▶ Assigned task:
Within the material below, filter for lines that hold the word "merged".

##############################

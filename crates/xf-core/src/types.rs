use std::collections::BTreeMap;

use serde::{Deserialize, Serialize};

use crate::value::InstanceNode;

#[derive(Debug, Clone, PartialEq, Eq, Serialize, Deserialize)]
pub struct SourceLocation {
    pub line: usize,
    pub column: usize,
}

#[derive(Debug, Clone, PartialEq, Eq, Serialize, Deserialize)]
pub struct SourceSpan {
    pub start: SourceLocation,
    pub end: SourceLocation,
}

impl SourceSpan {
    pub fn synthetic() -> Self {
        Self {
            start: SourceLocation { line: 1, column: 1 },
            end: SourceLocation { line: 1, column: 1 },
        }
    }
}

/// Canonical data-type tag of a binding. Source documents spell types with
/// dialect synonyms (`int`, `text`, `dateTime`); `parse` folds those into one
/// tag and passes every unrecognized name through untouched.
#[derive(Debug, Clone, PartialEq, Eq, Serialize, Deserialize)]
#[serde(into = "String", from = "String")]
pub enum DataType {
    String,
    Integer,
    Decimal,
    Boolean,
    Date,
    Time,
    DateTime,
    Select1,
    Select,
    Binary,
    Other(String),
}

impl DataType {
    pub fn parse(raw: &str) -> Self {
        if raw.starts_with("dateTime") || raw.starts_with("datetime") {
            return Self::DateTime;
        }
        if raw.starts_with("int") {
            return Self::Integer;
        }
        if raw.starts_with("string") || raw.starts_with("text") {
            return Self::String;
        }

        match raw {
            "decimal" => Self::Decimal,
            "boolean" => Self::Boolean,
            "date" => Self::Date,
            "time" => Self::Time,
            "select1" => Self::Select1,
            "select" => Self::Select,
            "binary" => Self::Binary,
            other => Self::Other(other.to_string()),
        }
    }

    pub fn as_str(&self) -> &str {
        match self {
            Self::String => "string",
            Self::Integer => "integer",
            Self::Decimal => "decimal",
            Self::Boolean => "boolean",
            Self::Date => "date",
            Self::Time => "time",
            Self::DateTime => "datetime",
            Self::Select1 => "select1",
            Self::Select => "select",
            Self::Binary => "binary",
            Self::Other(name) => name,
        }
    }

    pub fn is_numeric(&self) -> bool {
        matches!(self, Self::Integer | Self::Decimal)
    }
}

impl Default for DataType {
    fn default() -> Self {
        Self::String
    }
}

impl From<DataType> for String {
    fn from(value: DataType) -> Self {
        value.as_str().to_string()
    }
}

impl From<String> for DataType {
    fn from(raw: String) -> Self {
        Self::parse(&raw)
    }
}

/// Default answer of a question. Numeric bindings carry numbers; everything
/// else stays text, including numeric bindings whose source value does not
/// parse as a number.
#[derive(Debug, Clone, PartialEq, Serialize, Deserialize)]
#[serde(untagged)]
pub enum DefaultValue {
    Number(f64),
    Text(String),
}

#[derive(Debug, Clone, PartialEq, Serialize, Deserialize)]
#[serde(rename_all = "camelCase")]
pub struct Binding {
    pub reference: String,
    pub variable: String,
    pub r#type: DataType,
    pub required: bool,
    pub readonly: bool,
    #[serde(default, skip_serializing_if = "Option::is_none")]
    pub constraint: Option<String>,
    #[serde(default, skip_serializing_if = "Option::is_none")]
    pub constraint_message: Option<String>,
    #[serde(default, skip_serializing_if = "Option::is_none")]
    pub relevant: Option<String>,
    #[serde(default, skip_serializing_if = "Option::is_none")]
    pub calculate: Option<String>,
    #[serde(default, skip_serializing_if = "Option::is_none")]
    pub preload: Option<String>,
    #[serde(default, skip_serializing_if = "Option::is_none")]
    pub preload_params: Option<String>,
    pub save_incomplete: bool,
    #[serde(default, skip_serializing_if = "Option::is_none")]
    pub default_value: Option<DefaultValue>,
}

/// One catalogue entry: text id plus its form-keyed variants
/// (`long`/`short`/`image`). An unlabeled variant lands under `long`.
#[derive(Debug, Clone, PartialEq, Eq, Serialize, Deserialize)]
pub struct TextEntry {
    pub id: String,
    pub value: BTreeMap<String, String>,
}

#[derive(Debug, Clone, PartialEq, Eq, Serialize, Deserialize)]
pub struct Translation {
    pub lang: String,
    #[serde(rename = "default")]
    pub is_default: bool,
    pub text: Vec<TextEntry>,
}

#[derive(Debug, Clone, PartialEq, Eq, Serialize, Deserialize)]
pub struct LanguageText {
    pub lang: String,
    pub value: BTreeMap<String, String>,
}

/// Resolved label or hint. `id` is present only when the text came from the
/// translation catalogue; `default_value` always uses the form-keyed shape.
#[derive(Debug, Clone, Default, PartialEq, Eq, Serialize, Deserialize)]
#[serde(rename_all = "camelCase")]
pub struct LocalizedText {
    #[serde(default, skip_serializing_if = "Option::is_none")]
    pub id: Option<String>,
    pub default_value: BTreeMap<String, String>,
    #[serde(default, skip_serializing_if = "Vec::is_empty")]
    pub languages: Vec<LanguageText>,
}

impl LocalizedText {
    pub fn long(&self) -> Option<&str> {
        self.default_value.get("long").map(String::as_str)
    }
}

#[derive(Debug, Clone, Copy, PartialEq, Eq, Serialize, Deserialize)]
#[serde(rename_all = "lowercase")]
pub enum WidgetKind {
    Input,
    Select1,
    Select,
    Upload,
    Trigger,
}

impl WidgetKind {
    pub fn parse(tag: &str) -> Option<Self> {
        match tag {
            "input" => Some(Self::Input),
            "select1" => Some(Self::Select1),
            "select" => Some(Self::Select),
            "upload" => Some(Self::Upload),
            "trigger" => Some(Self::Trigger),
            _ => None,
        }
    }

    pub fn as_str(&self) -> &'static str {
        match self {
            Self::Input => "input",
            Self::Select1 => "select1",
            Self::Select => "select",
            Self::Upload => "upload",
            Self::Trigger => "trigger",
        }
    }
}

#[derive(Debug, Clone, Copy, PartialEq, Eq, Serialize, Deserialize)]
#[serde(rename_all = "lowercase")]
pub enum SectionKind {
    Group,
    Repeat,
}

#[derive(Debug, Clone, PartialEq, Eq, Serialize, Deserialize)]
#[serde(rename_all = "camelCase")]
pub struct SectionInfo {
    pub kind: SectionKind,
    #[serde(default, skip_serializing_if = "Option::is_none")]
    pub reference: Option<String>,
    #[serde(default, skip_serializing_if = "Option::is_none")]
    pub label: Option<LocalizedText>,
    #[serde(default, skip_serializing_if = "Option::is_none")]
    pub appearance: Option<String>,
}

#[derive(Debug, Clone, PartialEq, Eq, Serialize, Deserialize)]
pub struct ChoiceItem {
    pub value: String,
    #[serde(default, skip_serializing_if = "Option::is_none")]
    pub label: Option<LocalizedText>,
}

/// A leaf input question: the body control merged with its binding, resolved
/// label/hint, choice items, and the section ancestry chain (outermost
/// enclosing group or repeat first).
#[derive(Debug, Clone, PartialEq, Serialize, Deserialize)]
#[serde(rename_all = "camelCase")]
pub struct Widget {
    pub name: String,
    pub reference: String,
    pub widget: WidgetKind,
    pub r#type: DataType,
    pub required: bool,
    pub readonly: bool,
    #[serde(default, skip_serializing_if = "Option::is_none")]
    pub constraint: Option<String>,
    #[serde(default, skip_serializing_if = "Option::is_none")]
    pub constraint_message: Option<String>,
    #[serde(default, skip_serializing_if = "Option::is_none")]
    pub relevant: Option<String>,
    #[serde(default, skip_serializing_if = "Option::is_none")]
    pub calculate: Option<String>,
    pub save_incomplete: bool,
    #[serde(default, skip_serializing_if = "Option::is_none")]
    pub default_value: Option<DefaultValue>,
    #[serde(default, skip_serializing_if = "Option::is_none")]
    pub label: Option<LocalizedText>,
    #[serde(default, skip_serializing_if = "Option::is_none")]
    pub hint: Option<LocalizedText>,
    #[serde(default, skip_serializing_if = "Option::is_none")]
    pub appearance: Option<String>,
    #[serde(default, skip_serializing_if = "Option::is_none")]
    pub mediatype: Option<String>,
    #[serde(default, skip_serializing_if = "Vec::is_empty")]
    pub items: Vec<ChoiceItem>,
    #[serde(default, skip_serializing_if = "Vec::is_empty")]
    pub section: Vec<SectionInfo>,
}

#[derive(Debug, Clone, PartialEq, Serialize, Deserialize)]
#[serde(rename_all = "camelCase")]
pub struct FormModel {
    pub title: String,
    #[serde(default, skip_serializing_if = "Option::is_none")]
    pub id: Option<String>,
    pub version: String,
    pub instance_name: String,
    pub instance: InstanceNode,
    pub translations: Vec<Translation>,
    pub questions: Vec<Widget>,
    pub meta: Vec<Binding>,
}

##############################

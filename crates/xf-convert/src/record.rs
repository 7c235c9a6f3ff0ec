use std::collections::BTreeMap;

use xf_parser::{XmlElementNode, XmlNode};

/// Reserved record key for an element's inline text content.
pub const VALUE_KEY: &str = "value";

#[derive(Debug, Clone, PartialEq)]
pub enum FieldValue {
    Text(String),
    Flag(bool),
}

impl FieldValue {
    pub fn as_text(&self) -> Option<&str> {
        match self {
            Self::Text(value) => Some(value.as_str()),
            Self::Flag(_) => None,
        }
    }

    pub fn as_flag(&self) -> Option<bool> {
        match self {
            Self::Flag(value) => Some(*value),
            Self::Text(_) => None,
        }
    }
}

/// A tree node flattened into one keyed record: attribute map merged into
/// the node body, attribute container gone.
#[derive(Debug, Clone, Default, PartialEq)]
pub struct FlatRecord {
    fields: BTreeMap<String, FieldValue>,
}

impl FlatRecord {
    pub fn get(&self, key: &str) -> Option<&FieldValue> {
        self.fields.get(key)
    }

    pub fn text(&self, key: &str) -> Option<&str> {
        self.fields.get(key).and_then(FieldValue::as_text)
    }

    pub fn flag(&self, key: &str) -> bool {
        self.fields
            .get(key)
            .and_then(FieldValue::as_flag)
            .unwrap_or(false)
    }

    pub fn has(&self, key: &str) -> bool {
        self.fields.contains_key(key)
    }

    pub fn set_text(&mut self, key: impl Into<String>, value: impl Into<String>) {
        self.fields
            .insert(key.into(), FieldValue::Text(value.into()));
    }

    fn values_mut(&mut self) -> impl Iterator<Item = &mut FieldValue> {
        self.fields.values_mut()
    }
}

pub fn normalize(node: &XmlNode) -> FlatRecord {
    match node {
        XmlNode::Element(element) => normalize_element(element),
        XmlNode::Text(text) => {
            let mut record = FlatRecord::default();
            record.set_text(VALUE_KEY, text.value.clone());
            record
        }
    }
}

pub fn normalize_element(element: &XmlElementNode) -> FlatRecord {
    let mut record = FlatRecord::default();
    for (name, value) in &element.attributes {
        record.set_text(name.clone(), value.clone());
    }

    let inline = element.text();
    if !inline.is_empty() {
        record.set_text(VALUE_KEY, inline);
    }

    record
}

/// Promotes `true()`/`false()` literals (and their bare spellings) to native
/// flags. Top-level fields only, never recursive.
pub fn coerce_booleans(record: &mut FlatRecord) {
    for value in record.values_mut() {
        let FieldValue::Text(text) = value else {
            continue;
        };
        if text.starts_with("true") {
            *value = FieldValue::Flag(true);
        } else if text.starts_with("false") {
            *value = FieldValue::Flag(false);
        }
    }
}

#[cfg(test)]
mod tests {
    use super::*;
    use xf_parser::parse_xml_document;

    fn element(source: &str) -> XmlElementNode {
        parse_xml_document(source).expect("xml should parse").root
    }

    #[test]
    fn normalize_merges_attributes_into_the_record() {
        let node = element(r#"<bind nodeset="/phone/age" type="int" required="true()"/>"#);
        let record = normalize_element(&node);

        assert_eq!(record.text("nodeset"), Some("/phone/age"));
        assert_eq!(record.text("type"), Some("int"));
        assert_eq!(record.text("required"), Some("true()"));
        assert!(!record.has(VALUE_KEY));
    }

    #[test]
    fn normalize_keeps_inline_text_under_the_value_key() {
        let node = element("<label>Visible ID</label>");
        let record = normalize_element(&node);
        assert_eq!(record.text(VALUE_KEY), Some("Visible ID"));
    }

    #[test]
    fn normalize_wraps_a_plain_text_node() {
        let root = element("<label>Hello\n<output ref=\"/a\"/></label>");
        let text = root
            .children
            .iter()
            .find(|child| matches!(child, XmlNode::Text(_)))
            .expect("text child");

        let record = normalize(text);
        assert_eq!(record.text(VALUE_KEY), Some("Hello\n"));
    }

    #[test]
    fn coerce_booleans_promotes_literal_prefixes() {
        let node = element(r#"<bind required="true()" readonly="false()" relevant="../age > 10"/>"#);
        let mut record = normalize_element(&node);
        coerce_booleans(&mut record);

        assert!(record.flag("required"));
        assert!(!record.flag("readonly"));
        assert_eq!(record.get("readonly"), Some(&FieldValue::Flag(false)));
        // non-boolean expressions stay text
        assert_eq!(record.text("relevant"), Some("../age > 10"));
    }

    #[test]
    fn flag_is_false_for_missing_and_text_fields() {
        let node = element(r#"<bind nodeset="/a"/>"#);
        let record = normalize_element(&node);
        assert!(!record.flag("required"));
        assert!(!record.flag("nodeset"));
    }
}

##############################

▶ Problem solution:
/// A leaf input question: the body control merged with its binding, resolved
/// A tree node flattened into one keyed record: attribute map merged into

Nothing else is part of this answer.